GeoSynth may still reside somewhere in Bing but we still have Photosyth and a number of derivatives and innovations based on the original concept of photo tourism. One part of the implied value of any Synth are the derrived camera orientations.
These camera orienations can still be gotten but not in the GeoSynth's KML totally cool form - so cool the Vexcel developer soon departed after Synth-clouds began to form over Google Earth-scapes? There is a small group of extensions that can further distill PhotoSynth's hidden bits as found via
The best of the homebrew Photosynth-data exporting tools.
My Uluru Synth was derrived from clipping some 80+ images from Google Earth on the maybe I could get a point cloud? Take gander at the example live Synth just below.
Another really great example of the 3D cloud of a landscape comes from
Mokojo's visit to Giza
The evolution of digital images to create 3D models continues. There is one product from an academic group in Switzerland that created a really elegantly simple personal UAV, Another like solution but tuned for the 3D modeling of landscapes can be found in
Pix4D. The Swiss are going after these ideas in a significant way. Disney has a group
there that has created a photo3D tool for their magical purposes as well.
AutoCAD has been interested in the image to 3D model process for some time. Some years ago they initially offered a free tool named Photofly. Photofly initially received some great reviews as it was supported by the "illustrious AutoCAD software, [which could] stitch standard digital photos into accurate 3D models. You don’t need a fancy camera — a point-and-shoot is more than good enough — and by leveraging Autodesk’s cloud computing cluster, you don’t even need a powerful computer to use Photofly. 3D models can be created out of faces, static objects, interior rooms, and even external architecture. Best of all, though: Photofly 2 is free." as described by
Extremetech back in earily 2011. It is now known as
123d Catch and is still free as long as you own a legit license to AutoCad.
Tgi3D PhotoScan is camera calibration solution that with some effort can create a wire frame with image textures.
Photomodeler offers a good bit of easy explanation of the photo-3D process.
3Defy is a rather neat small tool that with a single image create cha-cha 3D model. You can also get a free solution from Cornell that has some neat results.
Indigo-i from
Hover, Inc. is a hybred of
SketchUp, the Google tool for 3D modeling and insertion into Google Earth now owned by Trimble.
3D Software Object Modeller Pro is a commercial product that creates a fully textured 3D model based on in-ward images. Its a rather convoluted process that actually makes quite good models... at a price.

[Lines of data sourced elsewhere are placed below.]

//! Blocks and block groups.

use crate::model::format::{BlockFormat, SegmentFormat};
use crate::model::segment::{Entity, Segment};
use serde::{Deserialize, Serialize};

/// A run of segments rendered as one line box.
#[derive(Clone, Debug, Default, PartialEq, Eq, Serialize, Deserialize)]
#[serde(rename_all = "camelCase")]
pub struct Paragraph {
    pub segments: Vec<Segment>,
    #[serde(default)]
    pub format: BlockFormat,
    /// Segment format applied to the paragraph element itself.
    #[serde(default, skip_serializing_if = "Option::is_none")]
    pub segment_format: Option<SegmentFormat>,
    /// Heading or `p` tag; `None` writes a `div`.
    #[serde(default, skip_serializing_if = "Option::is_none")]
    pub decorator: Option<String>,
    /// Synthesized around inline content that had no block element of its
    /// own. Implicit paragraphs without format write no wrapper element.
    #[serde(default)]
    pub is_implicit: bool,
}

impl Paragraph {
    #[must_use]
    pub fn new(is_implicit: bool) -> Self {
        Self {
            is_implicit,
            ..Self::default()
        }
    }

    #[must_use]
    pub fn with_segments(segments: Vec<Segment>) -> Self {
        Self {
            segments,
            ..Self::default()
        }
    }

    /// Index of the first selection marker.
    #[must_use]
    pub fn marker_index(&self) -> Option<usize> {
        self.segments.iter().position(Segment::is_marker)
    }

    /// Concatenated text of the text segments.
    #[must_use]
    pub fn text(&self) -> String {
        self.segments
            .iter()
            .filter_map(Segment::as_text)
            .map(|text| text.text.as_str())
            .collect()
    }

    /// Whether the paragraph needs its own wrapper element.
    #[must_use]
    pub fn needs_wrapper(&self) -> bool {
        !self.is_implicit
            || self.decorator.is_some()
            || !self.format.is_empty()
            || self.segment_format.as_ref().is_some_and(|f| !f.is_empty())
    }
}

#[derive(Clone, Copy, Debug, PartialEq, Eq, Hash, Serialize, Deserialize)]
#[serde(rename_all = "camelCase")]
pub enum ListType {
    Ordered,
    Unordered,
}

impl ListType {
    #[must_use]
    pub const fn tag(self) -> &'static str {
        match self {
            Self::Ordered => "ol",
            Self::Unordered => "ul",
        }
    }
}

#[derive(Clone, Copy, Debug, PartialEq, Eq, Hash, Serialize, Deserialize)]
#[serde(rename_all = "camelCase")]
pub struct ListLevel {
    pub list_type: ListType,
}

/// One `li`. Nested lists are expressed by a longer `levels` stack.
#[derive(Clone, Debug, PartialEq, Eq, Serialize, Deserialize)]
#[serde(rename_all = "camelCase")]
pub struct ListItem {
    pub levels: Vec<ListLevel>,
    pub blocks: Vec<Block>,
    #[serde(default)]
    pub format: BlockFormat,
}

/// `blockquote` or `pre` holding child blocks.
#[derive(Clone, Debug, PartialEq, Eq, Serialize, Deserialize)]
#[serde(rename_all = "camelCase")]
pub struct FormatContainer {
    pub tag: String,
    pub blocks: Vec<Block>,
    #[serde(default)]
    pub format: BlockFormat,
}

#[derive(Clone, Debug, PartialEq, Eq, Serialize, Deserialize)]
#[serde(rename_all = "camelCase")]
pub struct Divider {
    pub tag: String,
    #[serde(default)]
    pub is_selected: bool,
}

#[derive(Clone, Debug, Default, PartialEq, Eq, Serialize, Deserialize)]
#[serde(rename_all = "camelCase")]
pub struct TableCell {
    pub blocks: Vec<Block>,
    #[serde(default)]
    pub is_header: bool,
    #[serde(default)]
    pub is_selected: bool,
    #[serde(default)]
    pub format: BlockFormat,
}

#[derive(Clone, Debug, Default, PartialEq, Eq, Serialize, Deserialize)]
#[serde(rename_all = "camelCase")]
pub struct TableRow {
    pub cells: Vec<TableCell>,
}

#[derive(Clone, Debug, Default, PartialEq, Eq, Serialize, Deserialize)]
#[serde(rename_all = "camelCase")]
pub struct Table {
    pub rows: Vec<TableRow>,
    #[serde(default)]
    pub format: BlockFormat,
}

/// A block of the document.
///
/// `Entity` is opaque: editing steps may move or drop it wholesale but never
/// look inside.
#[derive(Clone, Debug, PartialEq, Eq, Serialize, Deserialize)]
#[serde(tag = "blockType")]
pub enum Block {
    Paragraph(Paragraph),
    Entity(Entity),
    Table(Table),
    ListItem(ListItem),
    FormatContainer(FormatContainer),
    Divider(Divider),
}

impl Block {
    #[must_use]
    pub fn as_paragraph(&self) -> Option<&Paragraph> {
        match self {
            Self::Paragraph(paragraph) => Some(paragraph),
            _ => None,
        }
    }

    pub fn as_paragraph_mut(&mut self) -> Option<&mut Paragraph> {
        match self {
            Self::Paragraph(paragraph) => Some(paragraph),
            _ => None,
        }
    }

    /// Child blocks of a list item or format container.
    #[must_use]
    pub fn child_blocks(&self) -> Option<&Vec<Block>> {
        match self {
            Self::ListItem(item) => Some(&item.blocks),
            Self::FormatContainer(container) => Some(&container.blocks),
            _ => None,
        }
    }

    pub fn child_blocks_mut(&mut self) -> Option<&mut Vec<Block>> {
        match self {
            Self::ListItem(item) => Some(&mut item.blocks),
            Self::FormatContainer(container) => Some(&mut container.blocks),
            _ => None,
        }
    }

    /// Whether normalization may drop this block.
    #[must_use]
    pub fn is_empty(&self) -> bool {
        match self {
            Self::Paragraph(paragraph) => paragraph.segments.is_empty(),
            Self::Table(table) => table.rows.iter().all(|row| row.cells.is_empty()),
            Self::ListItem(item) => item.blocks.is_empty(),
            Self::FormatContainer(container) => container.blocks.is_empty(),
            Self::Entity(_) | Self::Divider(_) => false,
        }
    }
}

#[cfg(test)]
mod tests {
    use super::*;

    #[test]
    fn test_paragraph_text_and_marker() {
        let paragraph = Paragraph::with_segments(vec![
            Segment::text("ab", SegmentFormat::default()),
            Segment::marker(SegmentFormat::default()),
            Segment::text("c", SegmentFormat::default()),
        ]);
        assert_eq!(paragraph.text(), "abc");
        assert_eq!(paragraph.marker_index(), Some(1));
    }

    #[test]
    fn test_needs_wrapper() {
        assert!(Paragraph::new(false).needs_wrapper());
        assert!(!Paragraph::new(true).needs_wrapper());
        let mut heading = Paragraph::new(true);
        heading.decorator = Some("h1".to_string());
        assert!(heading.needs_wrapper());
    }

    #[test]
    fn test_block_emptiness() {
        assert!(Block::Paragraph(Paragraph::new(false)).is_empty());
        assert!(
            !Block::Divider(Divider {
                tag: "hr".to_string(),
                is_selected: false
            })
            .is_empty()
        );
        assert!(Block::Table(Table::default()).is_empty());
    }
}
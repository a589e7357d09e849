//! Undo snapshots.
//!
//! The editor records a [`Snapshot`] of the root's HTML, entity state and
//! selection after each edit. Snapshots live in an [`UndoSnapshotsService`],
//! by default the size-bounded in-memory [`Snapshots`] stack.
//!
//! Besides plain undo/redo the stack tracks an *auto-complete* snapshot: the
//! state right before a single automatic edit (an auto-correction, say), so
//! that one Backspace right after it can revert just that edit.

mod manager;
mod snapshot;

pub use manager::{DEFAULT_MAX_SIZE, Snapshots, UndoSnapshotsService};
pub use snapshot::{EntityState, Snapshot};
impl ParagraphTemplate {
    fn create(&self) -> Paragraph {
        Paragraph {
            segments: Vec::new(),
            format: self.format.clone(),
            segment_format: self.segment_format.clone(),
            decorator: self.decorator.clone(),
            is_implicit: !self.explicit,
        }
    }
}

/// One open block group.
#[derive(Debug)]
struct Frame {
    steps: Vec<GroupStep>,
    open: Option<usize>,
    template: ParagraphTemplate,
}

impl Frame {
    fn new(steps: Vec<GroupStep>) -> Self {
        Self {
            steps,
            open: None,
            template: ParagraphTemplate::default(),
        }
    }
}

struct TableSelection {
    table: NodeId,
    rows: (usize, usize),
    columns: (usize, usize),
}

struct Context<'a, 'b> {
    dom: &'a Dom,
    blocks: Vec<Block>,
    /// Never empty: the root frame stays for the whole walk.
    frames: Vec<Frame>,
    format: SegmentFormat,
    list_levels: Vec<ListLevel>,
    /// Frame that receives list items of the list being walked.
    list_base: Option<usize>,
    inline_depth: usize,
    start: Option<DomPosition>,
    end: Option<DomPosition>,
    image: Option<NodeId>,
    table: Option<TableSelection>,
    indexer: Option<&'b mut DomIndexer>,
}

Hyper3D is a GeoSynth-like sort of that has evolved into a 3D modelling solution that then can be printed. The new outfit and business model can is knwn as
Cubify I have not put really much time into its evaluation in the 3D additive manufacturing design but it sounds like a process that is likely to evolve. To make it work properly you are required to use their viewer though?
And lastly, there is another way that is a hybred of the whole process and can create 3D renderings with a Lidar process.

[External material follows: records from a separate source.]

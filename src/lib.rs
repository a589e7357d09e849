//! Content Model rich-text editing engine.
//!
//! An [`Editor`] owns a content-editable root inside a [`Dom`] and keeps a
//! plain, serializable [`ContentModelDocument`] in sync with it:
//!
//! - [`convert`]: DOM ⇄ model conversion and the node index used to move a
//!   cached model's selection without converting again
//! - [`EditorCore::format_content_model`]: the transaction every model
//!   mutation goes through (write-back, cache, undo, events)
//! - [`undo`]: snapshot stack with auto-complete undo
//! - [`edit`]: delete pipeline, typing over a selection, paste, entity
//!   insertion and entity delimiters
//! - [`plugin`]: the event-driven plugins that tie these to host events
//!
//! # Example
//!
//! ```
//! use contentmodel_rust::{Editor, EditorOptions};
//!
//! let mut editor = Editor::new(EditorOptions::default().with_html("<div>hello</div>")).unwrap();
//! let model = editor.create_content_model().unwrap();
//! assert_eq!(model.plain_text(), "hello");
//! ```

// Crate-level lint configuration
#![allow(clippy::module_name_repetitions)] // EditorCore, EditorPlugin etc read better in docs
#![allow(clippy::missing_errors_doc)] // Every fallible API fails with crate::Error
#![allow(clippy::missing_panics_doc)] // Docs WIP
#![allow(clippy::doc_markdown)] // Allow technical names without backticks
#![allow(clippy::use_self)] // Allow explicit type names in impl blocks
#![allow(clippy::needless_pass_by_value)] // Snapshots and options are handed over on purpose
#![allow(clippy::collapsible_if)] // Sometimes nested ifs are clearer
#![allow(clippy::items_after_statements)] // Common pattern in tests
#![allow(clippy::redundant_clone)] // Clones in tests for clarity are fine
#![allow(clippy::struct_excessive_bools)] // Options and state records carry several flags
#![allow(clippy::too_many_lines)] // Converters walk the whole tree in one function
#![allow(clippy::option_if_let_else)] // match on Option is clearer in tree walks
#![allow(clippy::missing_const_for_fn)] // Many functions could be const, not critical

pub mod convert;
pub mod dom;
pub mod edit;
pub mod editor;
pub mod error;
pub mod input;
pub mod model;
pub mod plugin;
pub mod undo;
pub mod unicode;

// Re-export core types at crate root
pub use dom::{Dom, DomPosition, DomRange, DomSelection, NodeId};
pub use editor::{Editor, EditorCore, EditorOptions, Environment, FormatContext, FormatOptions};
pub use error::{Error, Result};
pub use model::{Block, BlockPath, ContentModelDocument, Paragraph, Segment, SegmentFormat};

// Re-export input and plugin types
pub use input::{InputEvent, KeyCode, KeyModifiers, KeyboardEvent, RawEvent};
pub use plugin::{ChangeSource, EditPlugin, EditorPlugin, EntityOperation, PluginEvent};
pub use undo::{Snapshot, Snapshots, UndoSnapshotsService};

ASC has created a 3D Flash LIDAR cameras operate and appear very much like 2D digital cameras. 3D focal plane arrays have rows and columns of pixels, also similar to 2D digital cameras but with the additional capability of having the 3D "depth" and intensity. the LidarCam has a 128 by 128 sensor that creates a lidar frame - no scanning required. Why is is a neat idea is that the LidarCam can operate at up to 30 frames per second so you have essentially a lidar video and its 3D effects and accurate instantaneous measurements. It really gets neat when a 36 megapixel color image is draped over its 16,000 instantaneous measurements.